Now the St. Paul Federation of Teachers has uncloaked even more craven activity. It seems the Super Bowl Host Committee – a who’s who of the state’s most notable corporations – is also a who’s who of companies with alligator arms when it comes to paying state taxes.
Firms like 3M, Boston Scientific, Carlson Companies, and Target compose the committee’s “founding partners.” For a $1.5 million cover charge, they’re given a suite to the game, 20 tickets to the pregrame tailgate party, four tickets to the Taste of the NFL dinner, and other perks that seem strangely thin for the $1.5 million pricetag.

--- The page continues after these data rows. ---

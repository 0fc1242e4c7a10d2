#![forbid(unsafe_code)]

//! Per-index size configuration with cached aggregates.
//!
//! [`SizeConfig`] stores a uniform default size plus sparse per-index
//! overrides. It is designed for very large axes (millions of rows or
//! columns): nothing here ever materializes an array of length `n`.
//! The aggregate of the first `n` sizes is
//!
//! ```text
//! n * default_size + Σ (override − default_size)  for overridden index < n
//! ```
//!
//! computed from a prefix-delta cache over the sorted override map. The
//! cache is invalidated by any mutation and rebuilt lazily on the next
//! aggregate read.
//!
//! # Invariants
//!
//! 1. Effective size of an index = override if present, else the default.
//! 2. Effective resizability = per-index flag if present, else the default.
//! 3. `aggregate_size(n)` equals the sum of the first `n` effective sizes;
//!    `aggregate_size(0) == 0`.
//! 4. `is_all_positions_same_size()` holds iff no override is present.
//!
//! Reads go through `&self`, so the lazy cache lives in a `RefCell`. The
//! surrounding layer stack is single-threaded by contract, which is why no
//! lock is needed.

use std::cell::RefCell;
use std::collections::BTreeMap;

use rustc_hash::FxHashMap;

use crate::persist::{Persistable, Properties};

const KEY_DEFAULT_SIZE: &str = "defaultSize";
const KEY_RESIZABLE_DEFAULT: &str = "resizableByDefault";
const KEY_SIZES: &str = "sizes";
const KEY_RESIZABLE_INDEXES: &str = "resizableIndexes";

/// Sparse size overrides atop a uniform default size.
#[derive(Debug, Clone)]
pub struct SizeConfig {
    default_size: u32,
    /// Overrides sorted by index; range queries drive the aggregate cache.
    overrides: BTreeMap<usize, u32>,
    resizable_by_default: bool,
    resizable: FxHashMap<usize, bool>,
    /// `(index, cumulative delta through this index)` pairs, sorted by
    /// index. `None` = stale, rebuilt on next aggregate read.
    prefix_deltas: RefCell<Option<Vec<(usize, i64)>>>,
}

impl SizeConfig {
    /// Create a configuration where every index has `default_size`.
    pub fn new(default_size: u32) -> Self {
        Self {
            default_size,
            overrides: BTreeMap::new(),
            resizable_by_default: true,
            resizable: FxHashMap::default(),
            prefix_deltas: RefCell::new(None),
        }
    }

    /// The uniform default size.
    #[inline]
    pub fn default_size(&self) -> u32 {
        self.default_size
    }

    /// Replace the uniform default size.
    pub fn set_default_size(&mut self, size: u32) {
        self.default_size = size;
        self.invalidate();
    }

    /// Effective size of `index`: override if present, else the default.
    #[inline]
    pub fn size(&self, index: usize) -> u32 {
        self.overrides.get(&index).copied().unwrap_or(self.default_size)
    }

    /// Record a size override for `index`.
    pub fn set_size(&mut self, index: usize, size: u32) {
        self.overrides.insert(index, size);
        self.invalidate();
    }

    /// Remove the override for `index`, restoring the default.
    pub fn reset_size(&mut self, index: usize) {
        if self.overrides.remove(&index).is_some() {
            self.invalidate();
        }
    }

    /// Sum of the effective sizes of indices `[0, n)`.
    pub fn aggregate_size(&self, n: usize) -> u64 {
        if n == 0 {
            return 0;
        }
        let base = n as u64 * u64::from(self.default_size);
        let mut cache = self.prefix_deltas.borrow_mut();
        let deltas = cache.get_or_insert_with(|| self.build_prefix_deltas());
        // Cumulative delta of all overridden indices below n.
        let covered = deltas.partition_point(|&(index, _)| index < n);
        let delta = if covered == 0 { 0 } else { deltas[covered - 1].1 };
        // Effective sizes are non-negative, so the sum cannot go below 0.
        (base as i64 + delta).max(0) as u64
    }

    /// True iff no per-index override is present.
    #[inline]
    pub fn is_all_positions_same_size(&self) -> bool {
        self.overrides.is_empty()
    }

    /// Default resizability for indices without a per-index flag.
    #[inline]
    pub fn is_resizable_by_default(&self) -> bool {
        self.resizable_by_default
    }

    /// Set the default resizability.
    pub fn set_resizable_by_default(&mut self, resizable: bool) {
        self.resizable_by_default = resizable;
        self.invalidate();
    }

    /// Effective resizability of `index`: per-index flag else the default.
    #[inline]
    pub fn is_position_resizable(&self, index: usize) -> bool {
        self.resizable
            .get(&index)
            .copied()
            .unwrap_or(self.resizable_by_default)
    }

    /// Record a per-index resizability flag.
    pub fn set_position_resizable(&mut self, index: usize, resizable: bool) {
        self.resizable.insert(index, resizable);
        self.invalidate();
    }

    fn invalidate(&mut self) {
        *self.prefix_deltas.get_mut() = None;
    }

    fn build_prefix_deltas(&self) -> Vec<(usize, i64)> {
        let default = i64::from(self.default_size);
        let mut cumulative = 0i64;
        self.overrides
            .iter()
            .map(|(&index, &size)| {
                cumulative += i64::from(size) - default;
                (index, cumulative)
            })
            .collect()
    }
}

impl Persistable for SizeConfig {
    fn save_state(&self, prefix: &str, properties: &mut Properties) {
        properties.set(
            format!("{prefix}.{KEY_DEFAULT_SIZE}"),
            self.default_size.to_string(),
        );
        properties.set(
            format!("{prefix}.{KEY_RESIZABLE_DEFAULT}"),
            self.resizable_by_default.to_string(),
        );
        if !self.overrides.is_empty() {
            let mut value = String::new();
            for (index, size) in &self.overrides {
                value.push_str(&format!("{index}:{size},"));
            }
            properties.set(format!("{prefix}.{KEY_SIZES}"), value);
        }
        if !self.resizable.is_empty() {
            let mut flags: Vec<(usize, bool)> =
                self.resizable.iter().map(|(&i, &r)| (i, r)).collect();
            flags.sort_by_key(|&(i, _)| i);
            let mut value = String::new();
            for (index, resizable) in flags {
                value.push_str(&format!("{index}:{resizable},"));
            }
            properties.set(format!("{prefix}.{KEY_RESIZABLE_INDEXES}"), value);
        }
    }

    fn load_state(&mut self, prefix: &str, properties: &Properties) {
        if let Some(value) = properties.get(&format!("{prefix}.{KEY_DEFAULT_SIZE}"))
            && let Ok(size) = value.parse()
        {
            self.default_size = size;
        }
        if let Some(value) = properties.get(&format!("{prefix}.{KEY_RESIZABLE_DEFAULT}"))
            && let Ok(flag) = value.parse()
        {
            self.resizable_by_default = flag;
        }
        if let Some(value) = properties.get(&format!("{prefix}.{KEY_SIZES}")) {
            self.overrides.clear();
            // Malformed tokens are skipped; the rest still load.
            for token in value.split(',').filter(|t| !t.is_empty()) {
                if let Some((index, size)) = token.split_once(':')
                    && let (Ok(index), Ok(size)) = (index.parse(), size.parse())
                {
                    self.overrides.insert(index, size);
                }
            }
        }
        if let Some(value) = properties.get(&format!("{prefix}.{KEY_RESIZABLE_INDEXES}")) {
            self.resizable.clear();
            for token in value.split(',').filter(|t| !t.is_empty()) {
                if let Some((index, flag)) = token.split_once(':')
                    && let (Ok(index), Ok(flag)) = (index.parse(), flag.parse())
                {
                    self.resizable.insert(index, flag);
                }
            }
        }
        self.invalidate();
    }
}

#[cfg(test)]
mod tests {
    use proptest::prelude::*;

    use super::SizeConfig;
    use crate::persist::{Persistable, Properties};

    #[test]
    fn uniform_aggregate() {
        let config = SizeConfig::new(100);
        assert_eq!(config.aggregate_size(0), 0);
        assert_eq!(config.aggregate_size(10), 1000);
        assert!(config.is_all_positions_same_size());
    }

    #[test]
    fn overrides_change_size_and_aggregate() {
        let mut config = SizeConfig::new(100);
        config.set_size(5, 120);
        assert_eq!(config.size(5), 120);
        assert!(!config.is_all_positions_same_size());

        config.set_size(0, 10);
        assert_eq!(config.aggregate_size(1), 10);
        assert_eq!(config.aggregate_size(5), 410);
        assert_eq!(config.aggregate_size(10), 930);
    }

    #[test]
    fn aggregate_recomputes_after_each_mutation() {
        let mut config = SizeConfig::new(50);
        assert_eq!(config.aggregate_size(4), 200);
        config.set_size(2, 80);
        assert_eq!(config.aggregate_size(4), 230);
        config.reset_size(2);
        assert_eq!(config.aggregate_size(4), 200);
        config.set_default_size(10);
        assert_eq!(config.aggregate_size(4), 40);
    }

    #[test]
    fn aggregate_ignores_overrides_at_or_past_n() {
        let mut config = SizeConfig::new(100);
        config.set_size(7, 500);
        assert_eq!(config.aggregate_size(7), 700);
        assert_eq!(config.aggregate_size(8), 1200);
    }

    #[test]
    fn sparse_overrides_on_a_huge_axis() {
        let mut config = SizeConfig::new(20);
        config.set_size(1_000_000, 120);
        config.set_size(5, 0);
        let n = 2_000_000usize;
        let expected = n as u64 * 20 - 20 + 100;
        assert_eq!(config.aggregate_size(n), expected);
    }

    #[test]
    fn resizability_flags() {
        let mut config = SizeConfig::new(100);
        assert!(config.is_position_resizable(3));
        config.set_resizable_by_default(false);
        assert!(!config.is_position_resizable(3));
        config.set_position_resizable(3, true);
        assert!(config.is_position_resizable(3));
        assert!(!config.is_position_resizable(4));
    }

    #[test]
    fn persistence_round_trip() {
        let mut config = SizeConfig::new(100);
        config.set_size(2, 35);
        config.set_size(0, 10);
        config.set_resizable_by_default(false);
        config.set_position_resizable(1, true);

        let mut properties = Properties::new();
        config.save_state("body.columnWidth", &mut properties);
        assert_eq!(
            properties.get("body.columnWidth.sizes"),
            Some("0:10,2:35,")
        );

        let mut loaded = SizeConfig::new(1);
        loaded.load_state("body.columnWidth", &properties);
        assert_eq!(loaded.default_size(), 100);
        assert_eq!(loaded.size(0), 10);
        assert_eq!(loaded.size(2), 35);
        assert_eq!(loaded.size(7), 100);
        assert!(!loaded.is_resizable_by_default());
        assert!(loaded.is_position_resizable(1));
        assert_eq!(loaded.aggregate_size(3), 145);
    }

    #[test]
    fn malformed_size_tokens_are_skipped() {
        let mut properties = Properties::new();
        properties.set("p.sizes".to_string(), "0:10,bogus,2:x,3:40,".to_string());
        let mut config = SizeConfig::new(100);
        config.load_state("p", &properties);
        assert_eq!(config.size(0), 10);
        assert_eq!(config.size(2), 100);
        assert_eq!(config.size(3), 40);
    }

    proptest! {
        #[test]
        fn aggregate_matches_naive_sum(
            default in 0u32..200,
            overrides in proptest::collection::btree_map(0usize..64, 0u32..400, 0..12),
            n in 0usize..64,
        ) {
            let mut config = SizeConfig::new(default);
            for (&index, &size) in &overrides {
                config.set_size(index, size);
            }
            let naive: u64 = (0..n).map(|i| u64::from(config.size(i))).sum();
            prop_assert_eq!(config.aggregate_size(n), naive);
        }
    }
}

The teachers’ union combed their financial filings. It appears the reason they can wantonly blow corporate funds like a cokehead with a disability settlement is because they’re exceedingly adept at skirting their taxes.
Take Ecolab. It’s holding $2.1 billion in 80 different offshore tax havens from Aruba to Malta. The same goes for 3M, which is housing $1.4 billion in “subsidiaries” spanning Hong Kong to Panama.
By hiding their money offshore, the firms don’t pay Minnesota taxes on the loot. Which translates to hosing the state’s children when it comes to their education.
According to the union, Minnesota’s funding of K-12 education has dropped by $1 billion since 2003, when adjusted for inflation. Forty percent of that has come from Minneapolis and St. Paul’s public schools.
The founding partners aren’t helping, notes the union’s research. All told, the “founding partners” are stiffing the state out of $60 million a year.
Leading the tax avoidance campaign is UnitedHealth. (Motto: “Siphoning every last nickel out of your health care coverage since 1977!”) The teachers say it’s skated on $71.6 million in state taxes in just the last five years.
During that same period, U.S. Bank skirted $56.6 million, while Accenture avoided $42.1 million.
But while Minnesota’s kids are asked to do without, the same is not being asked of the companies’ CEOs, who appear to be a delicate sort unable to handle hardship.
UnitedHealth’s Stephen Hemsley took home a handsome $31.3 million last year. He was followed by U.S. Bank’s Richard Davis ($29.3 million) and Ecolab’s Doug Baker ($25.3 million).